DATA EXTRACTS:
mod relay;
mod state;

use crate::relay::QueryRelay;
use crate::state::catalog::CatalogStore;
use crate::state::coordinator::{CoordinatorConfig, ScanCoordinator};
use crate::state::history::RatingHistory;
use crate::state::lifecycle::SeasonLifecycleDetector;
use crate::state::live_status::LiveStatusEnricher;
use crate::state::refresher::PeriodicRefresher;
use crate::state::roster::{FileRoster, RosterSource};
use crate::state::scanner::LeaderboardScanner;
use crate::state::season_store::SeasonStore;
use crate::state::settings::Settings;
use anyhow::{Context, Result};
use env_logger::{Builder, Target};
use ladder_api::client::{LadderApi, TwitchApi};
use ladder_api::{LadderSource, StreamSource};
use log::{LevelFilter, info};
use serde::Serialize;
use std::sync::Arc;
use tokio::net::TcpListener;

#[derive(Debug, Clone, PartialEq, Eq)]
enum Command {
    Serve,
    Ranking(u32),
    Catalog,
    Rescan(u32),
    Summary(String),
}

#[tokio::main]
async fn main() -> Result<()> {
    let Some(command) = handle_cli_args() else {
        return Ok(());
    };

    better_panic::install();
    dotenvy::dotenv().ok();
    init_logger();

    let settings = Settings::load();
    let engine = Engine::build(&settings).await?;

    match command {
        Command::Serve => serve(&engine, &settings).await?,
        Command::Ranking(season) => {
            let mut view = engine.coordinator.get_season(season).await?;
            engine.enricher.annotate(&mut view.entries).await;
            print_json(&view)?;
        }
        Command::Catalog => print_json(&engine.coordinator.catalog().await)?,
        Command::Rescan(season) => print_json(&engine.coordinator.force_rescan(season).await?)?,
        Command::Summary(player) => print_json(&engine.coordinator.player_summary(&player).await)?,
    }

    // Let background scans started by this invocation land on disk.
    engine.coordinator.drain().await;
    Ok(())
}

fn init_logger() {
    if std::env::var("RUST_LOG").is_ok() {
        env_logger::init();
        return;
    }
    Builder::new()
        .target(Target::Stderr)
        .filter_level(LevelFilter::Warn)
        .filter_module("ladderwatch", LevelFilter::Info)
        .filter_module("ladder_api", LevelFilter::Info)
        .init();
}

struct Engine {
    coordinator: ScanCoordinator,
    catalog: Arc<CatalogStore>,
    scanner: LeaderboardScanner,
    enricher: Arc<LiveStatusEnricher>,
}

impl Engine {
    async fn build(settings: &Settings) -> Result<Self> {
        let data_dir = &settings.data_dir;
        let store = Arc::new(SeasonStore::open(data_dir).await.context("opening season store")?);
        let catalog = Arc::new(
            CatalogStore::open(data_dir, settings.initial_season, |id| settings.season_label(id))
                .await
                .context("opening season catalog")?,
        );
        let history = Arc::new(RatingHistory::open(data_dir).await.context("opening rating history")?);

        let ladder: Arc<dyn LadderSource> = Arc::new(
            LadderApi::new(&settings.region, &settings.ladder_id)
                .with_endpoint(&settings.ladder_endpoint)
                .with_timeout(settings.scan.page_timeout),
        );
        let scanner = LeaderboardScanner::new(ladder);
        let roster: Arc<dyn RosterSource> = Arc::new(FileRoster::new(&settings.roster_path));

        let twitch: Arc<dyn StreamSource> = Arc::new(
            TwitchApi::new(settings.twitch_client_id.clone(), settings.twitch_token.clone())
                .with_base_url(&settings.twitch_base_url),
        );
        let enricher = LiveStatusEnricher::open(twitch, data_dir)
            .await
            .context("opening avatar cache")?
            .with_lookup_timeout(settings.scan.page_timeout);
        let enricher = Arc::new(enricher);

        let coordinator = ScanCoordinator::new(
            store,
            catalog.clone(),
            roster,
            scanner.clone(),
            history,
            CoordinatorConfig::from(settings),
        );
        Ok(Self { coordinator, catalog, scanner, enricher })
    }
}

async fn serve(engine: &Engine, settings: &Settings) -> Result<()> {
    let labels = settings.clone();
    let detector = SeasonLifecycleDetector::new(
        engine.coordinator.clone(),
        engine.catalog.clone(),
        engine.scanner.clone(),
        move |id| labels.season_label(id),
        settings.scan.page_timeout,
    );
    let lifecycle_task = tokio::spawn(detector.run(settings.probe_interval));

    let refresher = PeriodicRefresher::new(engine.coordinator.clone(), engine.enricher.clone(), settings.live_interval);
    let refresher_task = tokio::spawn(refresher.run());

    let listener = TcpListener::bind(&settings.bind)
        .await
        .with_context(|| format!("binding relay to {}", settings.bind))?;
    let relay = Arc::new(QueryRelay::new(
        engine.coordinator.clone(),
        engine.enricher.clone(),
        settings.admin_token.clone(),
    ));

    let outcome = tokio::select! {
        result = relay.serve(listener) => result,
        _ = tokio::signal::ctrl_c() => {
            info!("shutting down, waiting for in-flight scans");
            Ok(())
        }
    };

    lifecycle_task.abort();
    refresher_task.abort();
    outcome
}

fn print_json<T: Serialize>(value: &T) -> Result<()> {
    println!("{}", serde_json::to_string_pretty(value)?);
    Ok(())
}

/// `None` when the invocation was fully handled here (help, version).
fn handle_cli_args() -> Option<Command> {
    match parse_args(std::env::args().skip(1)) {
        Ok(command) => command,
        Err(message) => {
            eprintln!("{message}\n\n{}", usage_text());
            std::process::exit(2);
        }
    }
}

fn parse_args(mut args: impl Iterator<Item = String>) -> Result<Option<Command>, String> {
    let Some(arg) = args.next() else {
        return Ok(Some(Command::Serve));
    };

    let season = |value: Option<String>| -> Result<u32, String> {
        let value = value.ok_or_else(|| format!("{arg} needs a season id"))?;
        value.parse().map_err(|_| format!("not a season id: {value}"))
    };

    let command = match arg.as_str() {
        "-h" | "--help" => {
            println!("{}", usage_text());
            return Ok(None);
        }
        "-V" | "--version" => {
            println!("ladderwatch {}", env!("CARGO_PKG_VERSION"));
            return Ok(None);
        }
        "serve" => Command::Serve,
        "ranking" => Command::Ranking(season(args.next())?),
        "catalog" => Command::Catalog,
        "rescan" => Command::Rescan(season(args.next())?),
        "summary" => {
            let player = args.next().ok_or_else(|| "summary needs a player id".to_string())?;
            Command::Summary(player)
        }
        _ => return Err(format!("Unknown argument: {arg}")),
    };
    Ok(Some(command))
}

fn usage_text() -> &'static str {
    "ladderwatch - roster leaderboard tracker

Usage:
  ladderwatch [serve]            run the season watcher and the websocket query relay
  ladderwatch ranking <season>   print a season's roster ranking as JSON
  ladderwatch catalog            print the known seasons
  ladderwatch rescan <season>    drop stored data for a season and rescan it
  ladderwatch summary <player>   print a player's rating history and past seasons
  ladderwatch --help
  ladderwatch --version

Environment (a .env file is read when present):
  LADDER_REGION, LADDER_ID       upstream ladder (default EU / battlegrounds)
  LADDER_DATA_DIR                snapshot, archive and catalog files (default ./data)
  LADDER_ROSTER_PATH             tracked players (default ./players.json)
  LADDER_CACHE_TTL_SECS          current-season staleness window (default 600)
  LADDER_BIND                    relay address (default 127.0.0.1:8787)
  LADDER_ADMIN_TOKEN             enables rescan over the relay
  TWITCH_CLIENT_ID, TWITCH_TOKEN streaming status lookups
  RUST_LOG                       log filter (default info)"
}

ACTIVITY: All lines in the data above from the one with "refresher_task.abort();" through the one with "let season = |value: Option<String>|" must be repeated exactly, and no others.

EXERCISE OUTPUT:
    refresher_task.abort();
    outcome
}

fn print_json<T: Serialize>(value: &T) -> Result<()> {
    println!("{}", serde_json::to_string_pretty(value)?);
    Ok(())
}

/// `None` when the invocation was fully handled here (help, version).
fn handle_cli_args() -> Option<Command> {
    match parse_args(std::env::args().skip(1)) {
        Ok(command) => command,
        Err(message) => {
            eprintln!("{message}\n\n{}", usage_text());
            std::process::exit(2);
        }
    }
}

fn parse_args(mut args: impl Iterator<Item = String>) -> Result<Option<Command>, String> {
    let Some(arg) = args.next() else {
        return Ok(Some(Command::Serve));
    };

    let season = |value: Option<String>| -> Result<u32, String> {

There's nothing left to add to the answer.